While deep learning methods have shown great promise in improving the effectiveness of prostate cancer (PCa) diagnosis by detecting suspicious lesions from trans-rectal ultrasound (TRUS), they must overcome multiple simultaneous challenges. There is high heterogeneity in tissue appearance, significant class imbalance in favor of benign examples, and scarcity in the number and quality of ground truth annotations available to train models. Failure to address even a single one of these problems can result in unacceptable clinical outcomes.We propose TRUSWorthy, a carefully designed, tuned, and integrated system for reliable PCa detection. Our pipeline integrates self-supervised learning, multiple-instance learning aggregation using transformers, random-undersampled boosting and ensembling: these address label scarcity, weak labels, class imbalance, and overconfidence, respectively. We train and rigorously evaluate our method using a large, multi-center dataset of micro-ultrasound data. Our method outperforms previous state-of-the-art deep learning methods in terms of accuracy and uncertainty calibration, with AUROC and balanced accuracy scores of 79.9% and 71.5%, respectively.

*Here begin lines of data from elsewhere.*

use std::fmt;

/// Lifecycle of a `TestSession`.
#[derive(Debug, Clone, Copy, PartialEq, Eq, Hash, Default)]
pub enum SessionState {
    #[default]
    Uninitialized,
    Generating,
    Active,
    Completed,
}

impl SessionState {
    #[must_use]
    pub fn as_str(self) -> &'static str {
        match self {
            SessionState::Uninitialized => "uninitialized",
            SessionState::Generating => "generating",
            SessionState::Active => "active",
            SessionState::Completed => "completed",
        }
    }

    /// Whether a new test may be generated from this state.
    #[must_use]
    pub fn can_generate(self) -> bool {
        matches!(self, SessionState::Uninitialized | SessionState::Completed)
    }
}

impl fmt::Display for SessionState {
    fn fmt(&self, f: &mut fmt::Formatter<'_>) -> fmt::Result {
        f.write_str(self.as_str())
    }
}

/// Holds a session in `Generating` and restores the earlier state when dropped,
/// including when the generating future is cancelled.
pub(crate) struct GeneratingGuard<'a> {
    state: &'a mut SessionState,
    previous: SessionState,
}

impl<'a> GeneratingGuard<'a> {
    pub(crate) fn enter(state: &'a mut SessionState) -> Self {
        let previous = *state;
        *state = SessionState::Generating;
        Self { state, previous }
    }
}

impl Drop for GeneratingGuard<'_> {
    fn drop(&mut self) {
        *self.state = self.previous;
    }
}
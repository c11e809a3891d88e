use proficiency_core::model::{Question, Report};
use services::{TestOutcome, TestSession};

pub fn print_question(session: &TestSession, question: &Question) {
    let progress = session.progress();
    println!();
    println!(
        "─── Question {}/{} · {} {} · {} answered ───",
        progress.current,
        progress.total,
        question.level(),
        question.kind(),
        progress.answered
    );
    if let Some(passage) = question.passage() {
        println!("{passage}");
        println!();
    }
    println!("{}", question.text());
    let selected = session.answer_at(session.current_index());
    for (choice, option) in proficiency_core::model::Choice::all()
        .into_iter()
        .zip(question.options())
    {
        let marker = if selected == Some(choice) { '*' } else { ' ' };
        println!(" {marker}{}) {option}", choice.value() + 1);
    }
}

pub fn print_help() {
    println!("Commands: 1-4 answer · n next · p previous · f finish · q quit");
}

pub fn print_outcome(outcome: &TestOutcome) {
    let score = &outcome.score;
    let info = score.level_info();
    println!();
    println!("══════ Results ══════");
    println!(
        "Score: {}/{} ({}%)",
        score.total_correct, score.total_questions, score.accuracy_percent
    );
    println!(
        "Grammar: {}/{} ({}%)  Reading: {}/{} ({}%)",
        score.grammar.correct,
        score.grammar.total,
        score.grammar.accuracy_percent,
        score.reading.correct,
        score.reading.total,
        score.reading.accuracy_percent
    );
    println!("Level: {} · {}", score.level, info.title);
    println!("Time: {} min", outcome.duration.num_minutes());

    if !score.per_topic.is_empty() {
        println!();
        println!("By topic:");
        for (topic, stats) in &score.per_topic {
            println!(
                "  {topic}: {}/{} ({}%, {})",
                stats.stats.correct,
                stats.stats.total,
                stats.stats.accuracy_percent,
                stats.performance.as_str()
            );
        }
    }

    if outcome.is_offline() {
        println!();
        println!("Offline demo: these questions come from the built-in test set.");
    } else if outcome.ai_limited() {
        println!();
        println!("AI analysis is limited right now; showing a basic report.");
    }
}

pub fn print_report(report: &Report) {
    println!();
    if let Some(description) = &report.level_description {
        println!("{description}");
        println!();
    }
    println!("{}", report.to_plain_text());
}
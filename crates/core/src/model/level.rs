use serde::{Deserialize, Serialize};
use std::fmt;
use std::str::FromStr;
use thiserror::Error;

//
// ─── ERRORS ───────────────────────────────────────────────────────────────────
//

#[derive(Debug, Error, Clone, PartialEq, Eq)]
pub enum LevelError {
    #[error("unknown CEFR level: {0}")]
    Unknown(String),
}

//
// ─── LEVEL ────────────────────────────────────────────────────────────────────
//

/// CEFR proficiency band, ordered from beginner to advanced.
#[derive(Debug, Clone, Copy, PartialEq, Eq, Hash, PartialOrd, Ord, Serialize, Deserialize)]
pub enum Level {
    A1,
    A2,
    B1,
    B2,
    C1,
}

impl Level {
    /// All bands in ascending order.
    pub const ALL: [Level; 5] = [Level::A1, Level::A2, Level::B1, Level::B2, Level::C1];

    /// Zero-based position of the band in `Level::ALL`.
    #[must_use]
    pub fn index(self) -> usize {
        match self {
            Level::A1 => 0,
            Level::A2 => 1,
            Level::B1 => 2,
            Level::B2 => 3,
            Level::C1 => 4,
        }
    }

    #[must_use]
    pub fn as_str(self) -> &'static str {
        match self {
            Level::A1 => "A1",
            Level::A2 => "A2",
            Level::B1 => "B1",
            Level::B2 => "B2",
            Level::C1 => "C1",
        }
    }

    /// The next band up, or `None` at C1.
    #[must_use]
    pub fn higher(self) -> Option<Level> {
        Self::ALL.get(self.index() + 1).copied()
    }

    /// The next band down, or `None` at A1.
    #[must_use]
    pub fn lower(self) -> Option<Level> {
        self.index().checked_sub(1).map(|i| Self::ALL[i])
    }

    /// Suggest the band for a follow-up round given performance at `self`.
    ///
    /// At least 80% correct moves up one band, under 50% moves down one band,
    /// anything in between stays. The result is clamped to A1..=C1.
    #[must_use]
    pub fn adjusted_for(self, correct: usize, total: usize) -> Level {
        if total == 0 {
            return self;
        }
        #[allow(clippy::cast_precision_loss)]
        let accuracy = correct as f64 / total as f64;
        if accuracy >= 0.8 {
            self.higher().unwrap_or(self)
        } else if accuracy < 0.5 {
            self.lower().unwrap_or(self)
        } else {
            self
        }
    }

    /// Descriptive information shown alongside a result in this band.
    #[must_use]
    pub fn info(self) -> LevelInfo {
        match self {
            Level::A1 => LevelInfo {
                title: "Beginner (A1)",
                description: "You can understand and use familiar everyday expressions and very basic phrases. You can introduce yourself and ask simple questions about personal details.",
                skills: &[
                    "Basic vocabulary",
                    "Simple present tense",
                    "Personal information",
                    "Numbers and time",
                ],
            },
            Level::A2 => LevelInfo {
                title: "Elementary (A2)",
                description: "You can understand sentences and frequently used expressions related to areas of immediate relevance, such as family, shopping and work.",
                skills: &[
                    "Past and future tenses",
                    "Comparatives",
                    "Modal verbs",
                    "Everyday situations",
                ],
            },
            Level::B1 => LevelInfo {
                title: "Intermediate (B1)",
                description: "You can understand the main points of clear standard input on familiar matters regularly encountered in work, school and leisure.",
                skills: &[
                    "Present perfect",
                    "Conditionals",
                    "Passive voice",
                    "Abstract topics",
                ],
            },
            Level::B2 => LevelInfo {
                title: "Upper-Intermediate (B2)",
                description: "You can understand the main ideas of complex text on both concrete and abstract topics, including technical discussions in your field.",
                skills: &[
                    "Complex tenses",
                    "Advanced vocabulary",
                    "Phrasal verbs",
                    "Formal and informal registers",
                ],
            },
            Level::C1 => LevelInfo {
                title: "Advanced (C1)",
                description: "You can understand a wide range of demanding, longer texts and recognise implicit meaning. You can express yourself fluently and spontaneously.",
                skills: &[
                    "Nuanced language",
                    "Complex structures",
                    "Idiomatic expressions",
                    "Professional communication",
                ],
            },
        }
    }
}

impl fmt::Display for Level {
    fn fmt(&self, f: &mut fmt::Formatter<'_>) -> fmt::Result {
        f.write_str(self.as_str())
    }
}

impl FromStr for Level {
    type Err = LevelError;

    fn from_str(s: &str) -> Result<Self, Self::Err> {
        match s.trim().to_ascii_uppercase().as_str() {
            "A1" => Ok(Level::A1),
            "A2" => Ok(Level::A2),
            "B1" => Ok(Level::B1),
            "B2" => Ok(Level::B2),
            "C1" => Ok(Level::C1),
            _ => Err(LevelError::Unknown(s.to_string())),
        }
    }
}

/// Static description of a CEFR band.
#[derive(Debug, Clone, Copy, PartialEq, Eq, Serialize)]
pub struct LevelInfo {
    pub title: &'static str,
    pub description: &'static str,
    pub skills: &'static [&'static str],
}

//
// ─── TESTS ─────────────────────────────────────────────────────────────────────
//
use chrono::{DateTime, Utc};
use serde::{Deserialize, Serialize};

use proficiency_core::model::{Choice, Question};

/// Serialisable copy of a session's test data.
#[derive(Debug, Clone, PartialEq, Eq, Serialize, Deserialize)]
#[serde(rename_all = "camelCase")]
pub struct SessionSnapshot {
    pub questions: Vec<Question>,
    pub answers: Vec<Option<Choice>>,
    pub started_at: Option<DateTime<Utc>>,
    #[serde(default)]
    pub ended_at: Option<DateTime<Utc>>,
    #[serde(default)]
    pub current_index: usize,
    #[serde(default)]
    pub offline: bool,
}

impl SessionSnapshot {
    /// Number of positions with an answer recorded.
    #[must_use]
    pub fn answered(&self) -> usize {
        self.answers.iter().filter(|a| a.is_some()).count()
    }
}
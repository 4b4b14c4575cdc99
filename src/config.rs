//! Configuration management for the fraud monitoring engine

use crate::decision::DecisionThresholds;
use anyhow::{Context, Result};
use config::{Config, Environment, File};
use serde::Deserialize;
use std::path::Path;

/// Default location of the service configuration
pub const DEFAULT_CONFIG_PATH: &str = "config/config.toml";

/// Alert delivery channel
#[derive(Debug, Clone, Copy, Deserialize, PartialEq, Eq)]
#[serde(rename_all = "lowercase")]
pub enum AlertChannelKind {
    Log,
    File,
    Nats,
}

/// Main application configuration
#[derive(Debug, Clone, Deserialize)]
pub struct AppConfig {
    pub nats: NatsConfig,
    pub model: ModelConfig,
    pub detection: DetectionConfig,
    pub window: WindowConfig,
    pub pipeline: PipelineConfig,
    pub alerts: AlertsConfig,
    pub metrics: MetricsConfig,
    pub logging: LoggingConfig,
}

/// NATS connection configuration
#[derive(Debug, Clone, Deserialize)]
pub struct NatsConfig {
    /// NATS server URL
    pub url: String,
    /// Subject for incoming transactions
    pub transaction_subject: String,
    /// Subject every scoring response is published on
    pub decision_subject: String,
    /// Subject for outgoing fraud alerts
    pub alert_subject: String,
    /// Request/reply subject answering with model and feature versions
    #[serde(default = "default_health_subject")]
    pub health_subject: String,
}

fn default_health_subject() -> String {
    "fraud.health".to_string()
}

/// Model artifact configuration
#[derive(Debug, Clone, Deserialize)]
pub struct ModelConfig {
    /// Directory holding manifest.json, the ONNX model and the encoding table
    pub artifact_dir: String,
    /// Number of threads for ONNX inference (default: 1)
    #[serde(default = "default_onnx_threads")]
    pub onnx_threads: usize,
}

fn default_onnx_threads() -> usize {
    1
}

/// Decision thresholds
#[derive(Debug, Clone, Deserialize)]
pub struct DetectionConfig {
    #[serde(default = "default_flag_threshold")]
    pub flag_threshold: f64,
    #[serde(default = "default_reject_threshold")]
    pub reject_threshold: f64,
}

fn default_flag_threshold() -> f64 {
    0.5
}

fn default_reject_threshold() -> f64 {
    0.8
}

impl DetectionConfig {
    pub fn thresholds(&self) -> DecisionThresholds {
        DecisionThresholds {
            flag_threshold: self.flag_threshold,
            reject_threshold: self.reject_threshold,
        }
    }
}

/// Per-user state table configuration
#[derive(Debug, Clone, Deserialize)]
pub struct WindowConfig {
    /// Reclaim users idle for this long; 0 keeps every user for the process lifetime
    #[serde(default)]
    pub idle_eviction_secs: u64,
    /// How often the idle sweep runs
    #[serde(default = "default_sweep_interval")]
    pub sweep_interval_secs: u64,
}

fn default_sweep_interval() -> u64 {
    300
}

/// Pipeline configuration
#[derive(Debug, Clone, Deserialize)]
pub struct PipelineConfig {
    /// Number of ordered scoring shards; a user always lands on the same one
    pub workers: usize,
    /// Pending messages each shard buffers before the consumer waits
    #[serde(default = "default_shard_queue")]
    pub shard_queue: usize,
    /// Classifier timeout in milliseconds
    pub timeout_ms: u64,
}

/// Alert delivery configuration
#[derive(Debug, Clone, Deserialize)]
pub struct AlertsConfig {
    /// Bounded alert queue size; alerts beyond it are dropped and counted
    pub queue_capacity: usize,
    pub channels: Vec<AlertChannelKind>,
    /// Target of the file channel
    #[serde(default = "default_alert_file")]
    pub file_path: String,
}

fn default_shard_queue() -> usize {
    256
}

fn default_alert_file() -> String {
    "alerts.log".to_string()
}

/// Metrics reporting configuration
#[derive(Debug, Clone, Deserialize)]
pub struct MetricsConfig {
    pub report_interval_secs: u64,
}

/// Logging configuration
#[derive(Debug, Clone, Deserialize)]
pub struct LoggingConfig {
    /// Log level (trace, debug, info, warn, error)
    pub level: String,
    /// Log format (json, pretty)
    pub format: String,
}

impl AppConfig {
    /// Load configuration from a file, with `FRAUD__SECTION__KEY` overrides
    pub fn load_from_path<P: AsRef<Path>>(path: P) -> Result<Self> {
        let config = Config::builder()
            .add_source(File::from(path.as_ref()))
            .add_source(Environment::with_prefix("FRAUD").separator("__"))
            .build()
            .context("Failed to build configuration")?;

        let config: Self = config
            .try_deserialize()
            .context("Failed to deserialize configuration")?;
        config.validate()?;
        Ok(config)
    }

    pub fn validate(&self) -> Result<()> {
        self.detection.thresholds().validate()?;
        if self.pipeline.workers == 0 {
            anyhow::bail!("pipeline.workers must be at least 1");
        }
        if self.pipeline.shard_queue == 0 {
            anyhow::bail!("pipeline.shard_queue must be at least 1");
        }
        if self.pipeline.timeout_ms == 0 {
            anyhow::bail!("pipeline.timeout_ms must be positive");
        }
        if self.alerts.queue_capacity == 0 {
            anyhow::bail!("alerts.queue_capacity must be at least 1");
        }
        Ok(())
    }
}

impl Default for AppConfig {
    fn default() -> Self {
        Self {
            nats: NatsConfig {
                url: "nats://localhost:4222".to_string(),
                transaction_subject: "transactions".to_string(),
                decision_subject: "fraud.decisions".to_string(),
                alert_subject: "fraud.alerts".to_string(),
                health_subject: default_health_subject(),
            },
            model: ModelConfig {
                artifact_dir: "models".to_string(),
                onnx_threads: 1,
            },
            detection: DetectionConfig {
                flag_threshold: default_flag_threshold(),
                reject_threshold: default_reject_threshold(),
            },
            window: WindowConfig {
                idle_eviction_secs: 0,
                sweep_interval_secs: default_sweep_interval(),
            },
            pipeline: PipelineConfig {
                workers: 4,
                shard_queue: default_shard_queue(),
                timeout_ms: 1000,
            },
            alerts: AlertsConfig {
                queue_capacity: 1024,
                channels: vec![AlertChannelKind::Log, AlertChannelKind::File],
                file_path: default_alert_file(),
            },
            metrics: MetricsConfig {
                report_interval_secs: 30,
            },
            logging: LoggingConfig {
                level: "info".to_string(),
                format: "pretty".to_string(),
            },
        }
    }
}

On the top 20% of predictions with the highest confidence, we can achieve a balanced accuracy of up to 91%. The success of TRUSWorthy demonstrates the potential of integrated deep learning solutions to meet clinical needs in a highly challenging deployment setting, and is a significant step towards creating a trustworthy system for computer-assisted PCa diagnosis.

Paper Structure

This paper contains 10 sections, 1 equation, 3 figures, 4 tables.

Figures (3)

  • Figure 1: An overview of our proposed approach. (a) Data extraction and coarse labelling from histopathology. (b) Pre-training an ROI classifier using self-supervised learning. (c) MIL finetuning using transfer weights and a Transformer. (d) Training an ensemble of specialized learners on distinctly resampled training sets.
  • Figure 2: (a) Accuracy-rejection plot showing the balanced accuracy of each method at different confidence thresholds. (b) ROC Curves for our method and other PCa detection baselines. True and False Positive Rates of clinical benchmarks are shown as points.
  • Figure 3: Visualizing TRUSWorthy's predictions at 3 rejection thresholds $(r=0,20,40\%)$. Cancer and benign predictions are highlighted in red and blue, respectively. The prostate and needle trace regions are shaded in purple and yellow, respectively.